Solar et al. (2002) presented a parallel GA model to solve the set covering problem. The chromosome representation used is the traditional one: a bit string with n bits where n is the number of columns in the problem. Since new chromosomes generated by genetic operators could violate some problem constraints, solution representations do not always ensure their feasibility. Therefore a feasibility operator is designed to repair all infeasible solutions

They proposed the following population scheme: independent populations are associated with nodes. Each node executes a single GA and creates a new local population. When all nodes are ready with new generations, each node sends the best local individual to the master node.

The master node then selects the best individual received, and broadcasts it to all slave nodes.

Each independent slave node replaces the worst local individual with the new best global received. In other words, the interchange of information between parallel searches is the selection of the best global, which replaces the worst of each node.

The parallel GA has been tested by using ten problems up to 500 rows and 5000 columns. The final solutions obtained are not very satisfactory: the percentage deviations are in the range from 3.3% to 10%, and only one optimal value was achieved once in more than 1000 experiments.

2.3.4 A Lagrangian heuristic by Caprara et al.

A number of attempts have been made by using the Lagrangian-based heuristics for the set covering problem (Beasley 1990; Haddadi 1997; Caprara et al., 1999). The more recent work of Caprara et al. will be introduced herein, which consists of three phases of subgradient optimisation, heuristic, and column fixing.

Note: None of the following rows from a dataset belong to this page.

//! relman: release and repository management for multi-repo projects.
//!
//! The binary is a thin dispatcher: clap resolves a subcommand, the `-r`
//! flags are expanded against the registry, and the matching handler from
//! the library does the work.

use anyhow::{Context, Result};
use clap::{Args, Parser, Subcommand};
use std::path::PathBuf;

use relman::commands::{archive, audit, last_week, pulls, release, repo};
use relman::registry::{resolve_repo_flags, Repo};
use relman::utils::{set_terminal_title, set_terminal_title_and_flush};

const EXAMPLES: &str = "\
Examples:
    relman repo-clone -r plugins -r mobile-spec -r android -r ios -r cli
    relman repo-update
    relman for-each -r plugins \"git checkout master\"
    relman last-week --me";

#[derive(Parser)]
#[command(
    name = "relman",
    version,
    about = "Release and repository management for multi-repository projects",
    after_help = EXAMPLES
)]
struct Cli {
    /// Run from this directory instead of the current one.
    #[arg(long, global = true, value_name = "DIR")]
    cwd: Option<PathBuf>,

    #[command(subcommand)]
    command: Commands,
}

#[derive(Args)]
struct RepoSelection {
    /// Repo ids or group names to operate on (see `list-repos`).
    #[arg(
        short = 'r',
        long = "repo",
        value_name = "REPO",
        default_value = "auto"
    )]
    repos: Vec<String>,
}

impl RepoSelection {
    fn resolve(&self) -> Result<Vec<&'static Repo>> {
        resolve_repo_flags(&self.repos)
    }
}

#[derive(Args)]
struct BranchSelection {
    /// Branches to operate on.
    #[arg(
        short = 'b',
        long = "branch",
        value_name = "BRANCH",
        default_value = "master"
    )]
    branches: Vec<String>,
}

#[derive(Subcommand)]
enum Commands {
    /// Clones git repositories into the current working directory.
    RepoClone {
        #[command(flatten)]
        repos: RepoSelection,
    },
    /// Performs git pull --rebase on all specified repositories.
    RepoUpdate {
        #[command(flatten)]
        repos: RepoSelection,
        #[command(flatten)]
        branches: BranchSelection,
    },
    /// Performs git reset --hard origin/$BRANCH and git clean -f -d on all
    /// specified repositories.
    RepoReset {
        #[command(flatten)]
        repos: RepoSelection,
        #[command(flatten)]
        branches: BranchSelection,
    },
    /// Lists changes that exist locally but have not yet been pushed.
    RepoStatus {
        #[command(flatten)]
        repos: RepoSelection,
        #[command(flatten)]
        branches: BranchSelection,
    },
    /// Push changes that exist locally but have not yet been pushed.
    RepoPush {
        #[command(flatten)]
        repos: RepoSelection,
        #[command(flatten)]
        branches: BranchSelection,
    },
    /// Shows a list of valid values for the --repo flag.
    ListRepos,
    /// Runs a shell command in each repo.
    #[command(alias = "foreach")]
    ForEach {
        #[command(flatten)]
        repos: RepoSelection,
        /// The shell command to run in each repo.
        command: String,
    },
    /// Branches and updates version files for a release. Safe to run
    /// multiple times.
    PrepareReleaseBranch {
        #[command(flatten)]
        repos: RepoSelection,
        /// Release version (MAJOR.MINOR.PATCH).
        #[arg(long)]
        version: String,
    },
    /// Tags repos for a release.
    TagRelease {
        #[command(flatten)]
        repos: RepoSelection,
        /// Release version (MAJOR.MINOR.PATCH).
        #[arg(long)]
        version: String,
        /// Print the git commands instead of running them.
        #[arg(long)]
        pretend: bool,
    },
    /// Prints out tags & hashes for the given repos. Used in VOTE emails.
    PrintTags {
        #[command(flatten)]
        repos: RepoSelection,
    },
    /// Lists the git repo urls for release artifacts.
    ListReleaseUrls {
        #[command(flatten)]
        repos: RepoSelection,
        /// Release version (MAJOR.MINOR.PATCH).
        #[arg(long)]
        version: String,
    },
    /// Zips up a tag, signs it, and adds checksum files.
    CreateArchive {
        #[command(flatten)]
        repos: RepoSelection,
        /// The tag to archive.
        #[arg(long)]
        tag: String,
        /// Directory the archives are written into.
        #[arg(long, value_name = "DIR", default_value = "release")]
        dest: PathBuf,
    },
    /// Checks that archives are properly signed and hashed.
    VerifyArchive {
        /// Archive .zip files to verify.
        files: Vec<PathBuf>,
    },
    /// Uses Apache RAT to look for missing license headers.
    AuditLicenseHeaders {
        #[command(flatten)]
        repos: RepoSelection,
        /// Path to the Apache RAT jar.
        #[arg(long, value_name = "JAR", default_value = "apache-rat.jar")]
        rat_jar: PathBuf,
    },
    /// Shows a list of GitHub pull requests for all specified repositories.
    ListPulls {
        #[command(flatten)]
        repos: RepoSelection,
    },
    /// Prints out git logs of things that happened last week.
    LastWeek {
        #[command(flatten)]
        repos: RepoSelection,
        /// Only show commits authored under your configured user.email.
        #[arg(long)]
        me: bool,
    },
}

async fn dispatch(command: Commands) -> Result<()> {
    match command {
        Commands::RepoClone { repos } => repo::handle_clone_command(&repos.resolve()?).await,
        Commands::RepoUpdate { repos, branches } => {
            repo::handle_update_command(&repos.resolve()?, &branches.branches).await
        }
        Commands::RepoReset { repos, branches } => {
            repo::handle_reset_command(&repos.resolve()?, &branches.branches).await
        }
        Commands::RepoStatus { repos, branches } => {
            repo::handle_status_command(&repos.resolve()?, &branches.branches).await
        }
        Commands::RepoPush { repos, branches } => {
            repo::handle_push_command(&repos.resolve()?, &branches.branches).await
        }
        Commands::ListRepos => repo::handle_list_repos_command(),
        Commands::ForEach { repos, command } => {
            repo::handle_for_each_command(&repos.resolve()?, &command).await
        }
        Commands::PrepareReleaseBranch { repos, version } => {
            release::handle_prepare_release_branch_command(&repos.resolve()?, &version).await
        }
        Commands::TagRelease {
            repos,
            version,
            pretend,
        } => release::handle_tag_release_command(&repos.resolve()?, &version, pretend).await,
        Commands::PrintTags { repos } => {
            release::handle_print_tags_command(&repos.resolve()?).await
        }
        Commands::ListReleaseUrls { repos, version } => {
            release::handle_list_release_urls_command(&repos.resolve()?, &version)
        }
        Commands::CreateArchive { repos, tag, dest } => {
            archive::handle_create_archive_command(&repos.resolve()?, &tag, &dest).await
        }
        Commands::VerifyArchive { files } => archive::handle_verify_archive_command(&files).await,
        Commands::AuditLicenseHeaders { repos, rat_jar } => {
            audit::handle_audit_license_headers_command(&repos.resolve()?, &rat_jar).await
        }
        Commands::ListPulls { repos } => pulls::handle_list_pulls_command(&repos.resolve()?).await,
        Commands::LastWeek { repos, me } => {
            last_week::handle_last_week_command(&repos.resolve()?, me).await
        }
    }
}

#[tokio::main]
async fn main() -> Result<()> {
    let cli = Cli::parse();

    if let Some(dir) = &cli.cwd {
        std::env::set_current_dir(dir)
            .with_context(|| format!("failed to change into {}", dir.display()))?;
    }

    set_terminal_title("🚀 relman");
    let result = dispatch(cli.command).await;
    set_terminal_title_and_flush(if result.is_ok() {
        "✅ relman"
    } else {
        "🔴 relman"
    });
    result
}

The subgradient phase is to find a near-optimal Lagrangian multiplier vector quickly, by means of an aggressive policy. The heuristic phase is to generate a sequence of near-optimal multiplier vectors, and for each vector compute a heuristic solution. The column fixing phase is to select a subset of “good” columns, and fix to 1 the corresponding variables. In this way an instance with a reduced number of columns and rows is obtained, on which the three-phase procedure is executed iteratively until the solution cannot be improved.

The algorithm was extensively tested on very large size problems, involving up to 5,000 rows and 1,000,000 columns. In 92 out of the 94 test instances, the optimal or the best known solutions can be found quickly. Furthermore, among the 18 instances that the optima are unknown, in 6 cases their solutions are better than the previous best known solutions.

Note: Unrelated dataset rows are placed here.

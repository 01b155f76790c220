//! Static catalog of the repositories this tool manages.
//!
//! The registry is immutable process-wide data: four category slices declared
//! at compile time plus lookup helpers. Named group views over the registry
//! live in [`crate::groups`].

use anyhow::{bail, Result};
use std::collections::HashSet;

/// Conventional prefix shared by every managed repository directory. Stripped
/// when normalizing an id for lookup, so `-r android` and
/// `-r cordova-android` select the same entry.
pub const REPO_NAME_PREFIX: &str = "cordova-";

/// Base URL the clone and release-url commands resolve git remotes against.
pub const GIT_REMOTE_BASE: &str = "https://github.com/apache";

/// Descriptor for one managed repository.
#[derive(Debug, Clone, Copy, PartialEq, Eq)]
pub struct Repo {
    /// Short identifier used by the `-r` flag, unique across the registry.
    pub id: &'static str,
    /// Human-readable display name.
    pub title: &'static str,
    /// On-disk and remote directory name, expected as a sibling directory of
    /// the tool's working directory.
    pub repo_name: &'static str,
    /// Issue-tracker component this repo maps to, if any.
    pub jira_component_name: Option<&'static str>,
    /// Locations of the generated platform JS inside the repo, used by the
    /// release-branch helper.
    pub cordova_js_paths: &'static [&'static str],
    /// Files that carry the release version string.
    pub version_file_paths: &'static [&'static str],
    /// Extra exclude patterns for the license-header audit.
    pub rat_excludes: &'static [&'static str],
    /// Excluded from the active and release groups.
    pub inactive: bool,
    /// Alternate svn remote for artifacts not hosted in git.
    pub svn: Option<&'static str>,
}

impl Repo {
    /// The URL this repository is cloned from.
    pub fn remote_url(&self) -> String {
        format!("{}/{}.git", GIT_REMOTE_BASE, self.repo_name)
    }
}

// Blank entry so the catalog below only spells out the fields that differ.
const BASE: Repo = Repo {
    id: "",
    title: "",
    repo_name: "",
    jira_component_name: None,
    cordova_js_paths: &[],
    version_file_paths: &[],
    rat_excludes: &[],
    inactive: false,
    svn: None,
};

const ANDROID_RAT_EXCLUDES: &[&str] = &["*.properties", "bin", "gen", "proguard-project.txt"];

pub static PLATFORM_REPOS: &[Repo] = &[
    Repo {
        id: "android",
        title: "Android",
        repo_name: "cordova-android",
        jira_component_name: Some("Android"),
        cordova_js_paths: &["framework/assets/www/cordova.js"],
        rat_excludes: ANDROID_RAT_EXCLUDES,
        ..BASE
    },
    Repo {
        id: "ios",
        title: "iOS",
        repo_name: "cordova-ios",
        jira_component_name: Some("iOS"),
        cordova_js_paths: &["CordovaLib/cordova.js"],
        version_file_paths: &["CordovaLib/VERSION"],
        ..BASE
    },
    Repo {
        id: "blackberry",
        title: "BlackBerry",
        repo_name: "cordova-blackberry",
        jira_component_name: Some("BlackBerry"),
        cordova_js_paths: &["blackberry10/javascript/cordova.blackberry10.js"],
        version_file_paths: &["blackberry10/VERSION"],
        ..BASE
    },
    Repo {
        id: "windows",
        title: "Windows",
        repo_name: "cordova-windows",
        jira_component_name: Some("Windows 8"),
        cordova_js_paths: &["windows8/cordova.js", "windows8/template/www/cordova.js"],
        version_file_paths: &["windows8/VERSION", "windows8/template/VERSION"],
        ..BASE
    },
    Repo {
        id: "wp8",
        title: "Windows Phone 7 & 8",
        repo_name: "cordova-wp8",
        jira_component_name: Some("WP8"),
        cordova_js_paths: &["common/www/cordova.js"],
        ..BASE
    },
    Repo {
        id: "firefoxos",
        title: "Firefox OS",
        repo_name: "cordova-firefoxos",
        jira_component_name: Some("FirefoxOS"),
        cordova_js_paths: &["cordova-lib/cordova.js"],
        ..BASE
    },
    Repo {
        id: "osx",
        title: "Mac OSX",
        repo_name: "cordova-osx",
        jira_component_name: Some("OSX"),
        cordova_js_paths: &["CordovaFramework/cordova.js"],
        inactive: true,
        ..BASE
    },
    Repo {
        id: "ubuntu",
        title: "Ubuntu",
        repo_name: "cordova-ubuntu",
        jira_component_name: Some("Ubuntu"),
        cordova_js_paths: &["www/cordova.js"],
        ..BASE
    },
    Repo {
        id: "amazon-fireos",
        title: "Amazon Fire OS",
        repo_name: "cordova-amazon-fireos",
        jira_component_name: Some("Amazon FireOS"),
        cordova_js_paths: &["framework/assets/www/cordova.js"],
        rat_excludes: ANDROID_RAT_EXCLUDES,
        ..BASE
    },
    Repo {
        id: "bada",
        title: "Bada",
        repo_name: "cordova-bada",
        jira_component_name: Some("Bada"),
        inactive: true,
        ..BASE
    },
    Repo {
        id: "bada-wac",
        title: "Bada WAC",
        repo_name: "cordova-bada-wac",
        jira_component_name: Some("Bada"),
        inactive: true,
        ..BASE
    },
    Repo {
        id: "webos",
        title: "WebOS",
        repo_name: "cordova-webos",
        jira_component_name: Some("webOS"),
        inactive: true,
        ..BASE
    },
    Repo {
        id: "qt",
        title: "QT",
        repo_name: "cordova-qt",
        jira_component_name: Some("Qt"),
        inactive: true,
        ..BASE
    },
    Repo {
        id: "tizen",
        title: "Tizen",
        repo_name: "cordova-tizen",
        jira_component_name: Some("Tizen"),
        inactive: true,
        ..BASE
    },
];

pub static NON_PLATFORM_REPOS: &[Repo] = &[
    Repo {
        id: "docs",
        title: "Docs",
        repo_name: "cordova-docs",
        jira_component_name: Some("Docs"),
        ..BASE
    },
    Repo {
        id: "mobile-spec",
        title: "MobileSpec",
        repo_name: "cordova-mobile-spec",
        jira_component_name: Some("mobile-spec"),
        rat_excludes: &["jasmine.*", "html", "uubench.js"],
        ..BASE
    },
    Repo {
        id: "js",
        title: "Cordova JS",
        repo_name: "cordova-js",
        jira_component_name: Some("CordovaJS"),
        ..BASE
    },
    Repo {
        id: "app-hello-world",
        title: "Hello World App",
        repo_name: "cordova-app-hello-world",
        jira_component_name: Some("App Hello World"),
        ..BASE
    },
];

pub static PLUGIN_REPOS: &[Repo] = &[
    Repo {
        id: "plugin-battery-status",
        title: "Plugin - Battery Status",
        repo_name: "cordova-plugin-battery-status",
        jira_component_name: Some("Plugin Battery Status"),
        inactive: true,
        ..BASE
    },
    Repo {
        id: "plugin-camera",
        title: "Plugin - Camera",
        repo_name: "cordova-plugin-camera",
        jira_component_name: Some("Plugin Camera"),
        inactive: true,
        ..BASE
    },
    Repo {
        id: "plugin-console",
        title: "Plugin - Console",
        repo_name: "cordova-plugin-console",
        jira_component_name: Some("Plugin Console"),
        inactive: true,
        ..BASE
    },
    Repo {
        id: "plugin-contacts",
        title: "Plugin - Contacts",
        repo_name: "cordova-plugin-contacts",
        jira_component_name: Some("Plugin Contacts"),
        inactive: true,
        ..BASE
    },
    Repo {
        id: "plugin-device-motion",
        title: "Plugin - Device Motion",
        repo_name: "cordova-plugin-device-motion",
        jira_component_name: Some("Plugin Device Motion"),
        inactive: true,
        ..BASE
    },
    Repo {
        id: "plugin-device-orientation",
        title: "Plugin - Device Orientation",
        repo_name: "cordova-plugin-device-orientation",
        jira_component_name: Some("Plugin Device Orientation"),
        inactive: true,
        ..BASE
    },
    Repo {
        id: "plugin-device",
        title: "Plugin - Device",
        repo_name: "cordova-plugin-device",
        jira_component_name: Some("Plugin Device"),
        inactive: true,
        ..BASE
    },
    Repo {
        id: "plugin-dialogs",
        title: "Plugin - Dialogs",
        repo_name: "cordova-plugin-dialogs",
        jira_component_name: Some("Plugin Dialogs"),
        inactive: true,
        ..BASE
    },
    Repo {
        id: "plugin-file-transfer",
        title: "Plugin - File Transfer",
        repo_name: "cordova-plugin-file-transfer",
        jira_component_name: Some("Plugin File Transfer"),
        inactive: true,
        ..BASE
    },
    Repo {
        id: "plugin-file",
        title: "Plugin - File",
        repo_name: "cordova-plugin-file",
        jira_component_name: Some("Plugin File"),
        inactive: true,
        ..BASE
    },
    Repo {
        id: "plugin-geolocation",
        title: "Plugin - Geolocation",
        repo_name: "cordova-plugin-geolocation",
        jira_component_name: Some("Plugin Geolocation"),
        inactive: true,
        ..BASE
    },
    Repo {
        id: "plugin-globalization",
        title: "Plugin - Globalization",
        repo_name: "cordova-plugin-globalization",
        jira_component_name: Some("Plugin Globalization"),
        inactive: true,
        ..BASE
    },
    Repo {
        id: "plugin-inappbrowser",
        title: "Plugin - InAppBrowser",
        repo_name: "cordova-plugin-inappbrowser",
        jira_component_name: Some("Plugin InAppBrowser"),
        inactive: true,
        ..BASE
    },
    Repo {
        id: "plugin-media",
        title: "Plugin - Media",
        repo_name: "cordova-plugin-media",
        jira_component_name: Some("Plugin Media"),
        inactive: true,
        ..BASE
    },
    Repo {
        id: "plugin-media-capture",
        title: "Plugin - Media Capture",
        repo_name: "cordova-plugin-media-capture",
        jira_component_name: Some("Plugin Media Capture"),
        inactive: true,
        ..BASE
    },
    Repo {
        id: "plugin-network-information",
        title: "Plugin - Network Information",
        repo_name: "cordova-plugin-network-information",
        jira_component_name: Some("Plugin Network Information"),
        inactive: true,
        ..BASE
    },
    Repo {
        id: "plugin-splashscreen",
        title: "Plugin - Splash Screen",
        repo_name: "cordova-plugin-splashscreen",
        jira_component_name: Some("Plugin SplashScreen"),
        inactive: true,
        ..BASE
    },
    Repo {
        id: "plugin-vibration",
        title: "Plugin - Vibration",
        repo_name: "cordova-plugin-vibration",
        jira_component_name: Some("Plugin Vibration"),
        inactive: true,
        ..BASE
    },
    Repo {
        id: "plugin-statusbar",
        title: "Plugin - Statusbar",
        repo_name: "cordova-plugin-statusbar",
        jira_component_name: Some("Plugin Statusbar"),
        inactive: true,
        ..BASE
    },
];

pub static OTHER_REPOS: &[Repo] = &[
    Repo {
        id: "cli",
        title: "Cordova CLI",
        repo_name: "cordova-cli",
        jira_component_name: Some("CLI"),
        inactive: true,
        ..BASE
    },
    Repo {
        id: "plugman",
        title: "Cordova Plugman",
        repo_name: "cordova-plugman",
        jira_component_name: Some("Plugman"),
        inactive: true,
        ..BASE
    },
    Repo {
        id: "medic",
        title: "Cordova Medic",
        repo_name: "cordova-medic",
        inactive: true,
        ..BASE
    },
    Repo {
        id: "app-harness",
        title: "Cordova App Harness",
        repo_name: "cordova-app-harness",
        jira_component_name: Some("AppHarness"),
        inactive: true,
        ..BASE
    },
    Repo {
        id: "coho",
        title: "Cordova Coho",
        repo_name: "cordova-coho",
        jira_component_name: Some("Coho"),
        inactive: true,
        ..BASE
    },
    Repo {
        id: "labs",
        title: "Cordova Labs",
        repo_name: "cordova-labs",
        inactive: true,
        ..BASE
    },
    Repo {
        id: "registry-web",
        title: "Cordova Registry Website",
        repo_name: "cordova-registry-web",
        inactive: true,
        ..BASE
    },
    Repo {
        id: "registry",
        title: "Cordova Registry DB",
        repo_name: "cordova-registry",
        inactive: true,
        ..BASE
    },
    Repo {
        id: "dist",
        title: "Apache dist/release/cordova",
        repo_name: "cordova-dist",
        inactive: true,
        svn: Some("https://dist.apache.org/repos/dist/release/cordova"),
        ..BASE
    },
    Repo {
        id: "dist/dev",
        title: "Apache dist/dev/cordova",
        repo_name: "cordova-dist-dev",
        inactive: true,
        svn: Some("https://dist.apache.org/repos/dist/dev/cordova"),
        ..BASE
    },
    Repo {
        id: "website",
        title: "Cordova Website",
        repo_name: "cordova-website",
        inactive: true,
        svn: Some("https://svn.apache.org/repos/asf/cordova/site"),
        ..BASE
    },
];

/// Every registry repo in declaration order: platforms, non-platforms,
/// plugins, then everything else.
pub fn all_repos() -> Vec<&'static Repo> {
    PLATFORM_REPOS
        .iter()
        .chain(NON_PLATFORM_REPOS)
        .chain(PLUGIN_REPOS)
        .chain(OTHER_REPOS)
        .collect()
}

/// Looks up a repository by id, with or without the conventional
/// `cordova-` prefix. Searches `repos` when given, the full registry
/// otherwise. Absence is `None`, never an error; callers decide whether a
/// missing repo is fatal.
pub fn get_repo_by_id(id: &str, repos: Option<&[&'static Repo]>) -> Option<&'static Repo> {
    let id = id.strip_prefix(REPO_NAME_PREFIX).unwrap_or(id);
    match repos {
        Some(set) => set.iter().copied().find(|r| r.id == id),
        None => all_repos().into_iter().find(|r| r.id == id),
    }
}

/// Expands `-r` flag values (group names or repo ids) into an ordered,
/// deduplicated repo list. An unrecognized value is a user-facing error.
pub fn resolve_repo_flags(values: &[String]) -> Result<Vec<&'static Repo>> {
    let mut repos: Vec<&'static Repo> = Vec::new();
    for value in values {
        if let Some(group) = crate::groups::repo_group(value) {
            repos.extend(group);
        } else if let Some(repo) = get_repo_by_id(value, None) {
            repos.push(repo);
        } else {
            bail!(
                "Invalid repo value: {}. Run `relman list-repos` to see valid values.",
                value
            );
        }
    }
    let mut seen = HashSet::new();
    repos.retain(|r| seen.insert(r.id));
    Ok(repos)
}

2.3.5 A simulated annealing approach by Sen

Simulated annealing is a stochastic optimization technique based on an analogy from statistical mechanics, where a substance is reduced to its lowest energy configuration by a

sequence of steps that involve alternate heating and cooling. Sen (1993) used a simulated annealing for the set covering problem, which consists of the following four steps:

1) Encode the points in the solution space by using an n-bit string that represents the n columns. A value of 1 in the j-th string position means that the column j is chosen to be in the cover.

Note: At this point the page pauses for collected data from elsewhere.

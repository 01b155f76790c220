//! Repository management commands: clone, update, reset, status, push,
//! for-each, and the list-repos reference output.

use anyhow::{bail, Result};
use indicatif::{ProgressBar, ProgressStyle};
use std::path::Path;

use crate::exec::{run_shell, run_tool, CLONE_TIMEOUT_SECS};
use crate::git::{
    branch_exists, git_ok, has_uncommitted_changes, remote_branch_exists, unpushed_commits,
};
use crate::groups::{repo_group, GROUP_NAMES};
use crate::registry::Repo;
use crate::walker::for_each_repo;

const PROGRESS_TEMPLATE: &str = "{bar:40} {pos}/{len} {wide_msg}";
const PROGRESS_CHARS: &str = "##-";

fn clone_progress_bar(total: usize) -> Result<ProgressBar> {
    let pb = ProgressBar::new(total as u64);
    pb.set_style(
        ProgressStyle::default_bar()
            .template(PROGRESS_TEMPLATE)?
            .progress_chars(PROGRESS_CHARS),
    );
    Ok(pb)
}

/// Clones every selected repo that is not already present as a directory
/// under the current working directory. svn-backed entries are checked out
/// with svn; everything else with git.
pub async fn handle_clone_command(repos: &[&'static Repo]) -> Result<()> {
    let pb = clone_progress_bar(repos.len())?;

    for repo in repos {
        pb.set_message(format!("cloning {}", repo.repo_name));

        if Path::new(repo.repo_name).exists() {
            pb.println(format!("🟠 {} already cloned", repo.repo_name));
            pb.inc(1);
            continue;
        }

        let url = repo.remote_url();
        let (program, args): (&str, Vec<&str>) = match repo.svn {
            Some(svn_url) => ("svn", vec!["checkout", svn_url, repo.repo_name]),
            None => ("git", vec!["clone", url.as_str()]),
        };

        let (success, _, stderr) =
            run_tool(program, Path::new("."), &args, CLONE_TIMEOUT_SECS).await?;
        if !success {
            pb.finish_and_clear();
            bail!("Failed to clone {}: {}", repo.repo_name, stderr);
        }
        pb.println(format!("🟢 {} cloned", repo.repo_name));
        pb.inc(1);
    }

    pb.finish_and_clear();
    Ok(())
}

/// Performs `git pull --rebase` for each requested branch in each repo.
pub async fn handle_update_command(repos: &[&'static Repo], branches: &[String]) -> Result<()> {
    let branches = branches.to_vec();
    for_each_repo(repos, |repo| {
        let branches = branches.clone();
        async move {
            println!("Updating {} ({})", repo.title, repo.repo_name);
            git_ok(&["fetch", "origin"]).await?;

            let here = Path::new(".");
            for branch in &branches {
                if !branch_exists(here, branch).await {
                    println!("  🟠 branch {branch} does not exist locally, skipping");
                    continue;
                }
                git_ok(&["checkout", "-q", branch]).await?;
                git_ok(&["pull", "--rebase", "origin", branch]).await?;
                println!("  🟢 {branch} updated");
            }
            Ok(())
        }
    })
    .await
}

/// Discards local state: `git reset --hard origin/<branch>` plus
/// `git clean -f -d` for each requested branch in each repo.
pub async fn handle_reset_command(repos: &[&'static Repo], branches: &[String]) -> Result<()> {
    let branches = branches.to_vec();
    for_each_repo(repos, |repo| {
        let branches = branches.clone();
        async move {
            println!("Resetting {} ({})", repo.title, repo.repo_name);

            let here = Path::new(".");
            for branch in &branches {
                if !branch_exists(here, branch).await || !remote_branch_exists(here, branch).await {
                    println!("  🟠 branch {branch} has no local+remote pair, skipping");
                    continue;
                }
                git_ok(&["checkout", "-q", branch]).await?;
                git_ok(&["reset", "--hard", &format!("origin/{branch}")]).await?;
                git_ok(&["clean", "-f", "-d"]).await?;
                println!("  🟢 {branch} reset to origin/{branch}");
            }
            Ok(())
        }
    })
    .await
}

/// Lists changes that exist locally but have not been pushed: unpushed
/// commits per branch plus a note for dirty work trees. Repos with nothing
/// to report are omitted.
pub async fn handle_status_command(repos: &[&'static Repo], branches: &[String]) -> Result<()> {
    let branches = branches.to_vec();
    for_each_repo(repos, |repo| {
        let branches = branches.clone();
        async move {
            let here = Path::new(".");
            let mut report = Vec::new();

            for branch in &branches {
                if !branch_exists(here, branch).await || !remote_branch_exists(here, branch).await {
                    continue;
                }
                let commits = unpushed_commits(here, branch).await?;
                if !commits.is_empty() {
                    report.push(format!("  {branch} ({} unpushed):", commits.len()));
                    for line in commits {
                        report.push(format!("    {line}"));
                    }
                }
            }
            if has_uncommitted_changes(here).await {
                report.push("  ⚠️  uncommitted changes".to_string());
            }

            if !report.is_empty() {
                println!("{}:", repo.repo_name);
                for line in report {
                    println!("{line}");
                }
            }
            Ok(())
        }
    })
    .await
}

/// Pushes branches that have unpushed commits.
pub async fn handle_push_command(repos: &[&'static Repo], branches: &[String]) -> Result<()> {
    let branches = branches.to_vec();
    for_each_repo(repos, |repo| {
        let branches = branches.clone();
        async move {
            let here = Path::new(".");
            for branch in &branches {
                if !branch_exists(here, branch).await || !remote_branch_exists(here, branch).await {
                    continue;
                }
                let commits = unpushed_commits(here, branch).await?;
                if commits.is_empty() {
                    continue;
                }
                git_ok(&["checkout", "-q", branch]).await?;
                git_ok(&["push", "origin", branch]).await?;
                println!(
                    "🟢 {}: pushed {} commit(s) on {}",
                    repo.repo_name,
                    commits.len(),
                    branch
                );
            }
            Ok(())
        }
    })
    .await
}

/// One `list-repos` line: id, directory, and the issue-tracker component
/// the repo files under, when it has one.
fn repo_line(repo: &Repo) -> String {
    match repo.jira_component_name {
        Some(component) => format!("    {} ({}) [{}]", repo.id, repo.repo_name, component),
        None => format!("    {} ({})", repo.id, repo.repo_name),
    }
}

/// Prints every group and the repos it contains, as valid `-r` values.
pub fn handle_list_repos_command() -> Result<()> {
    println!("Valid values for the -r/--repo flag:\n");
    for name in GROUP_NAMES {
        // GROUP_NAMES only holds built-in groups, so resolution cannot miss.
        let members = repo_group(name).expect("built-in group resolves");
        println!("{name}:");
        for repo in members {
            println!("{}", repo_line(repo));
        }
        println!();
    }
    Ok(())
}

/// Runs a shell command in each repo, streaming its output.
pub async fn handle_for_each_command(repos: &[&'static Repo], command_line: &str) -> Result<()> {
    for_each_repo(repos, |repo| async move {
        println!("{}:", repo.repo_name);
        let ok = run_shell(Path::new("."), command_line).await?;
        if !ok {
            bail!("Command failed in {}: {}", repo.repo_name, command_line);
        }
        Ok(())
    })
    .await
}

2) Formulate an evaluation function that evaluates the goodness of a point in the solution space.

3) Design a set of moves that can be used to alter the points in the solution space. Three types of moves are defined in the annealing scheme: the first and second involves either adding or removing a column from the chosen cover by flipping a randomly picked bit; and the third involved replacing one column with another in the chosen cover by interchanging the values of two bit positions with different values.

4) Decide an annealing schedule, such as the setting of starting temperature, rule for temperature decrements, and the stopping criteria to halt the algorithm.

This approach has only been implemented on some small size problems with good results. For large size problems, its performance would be difficult to estimate.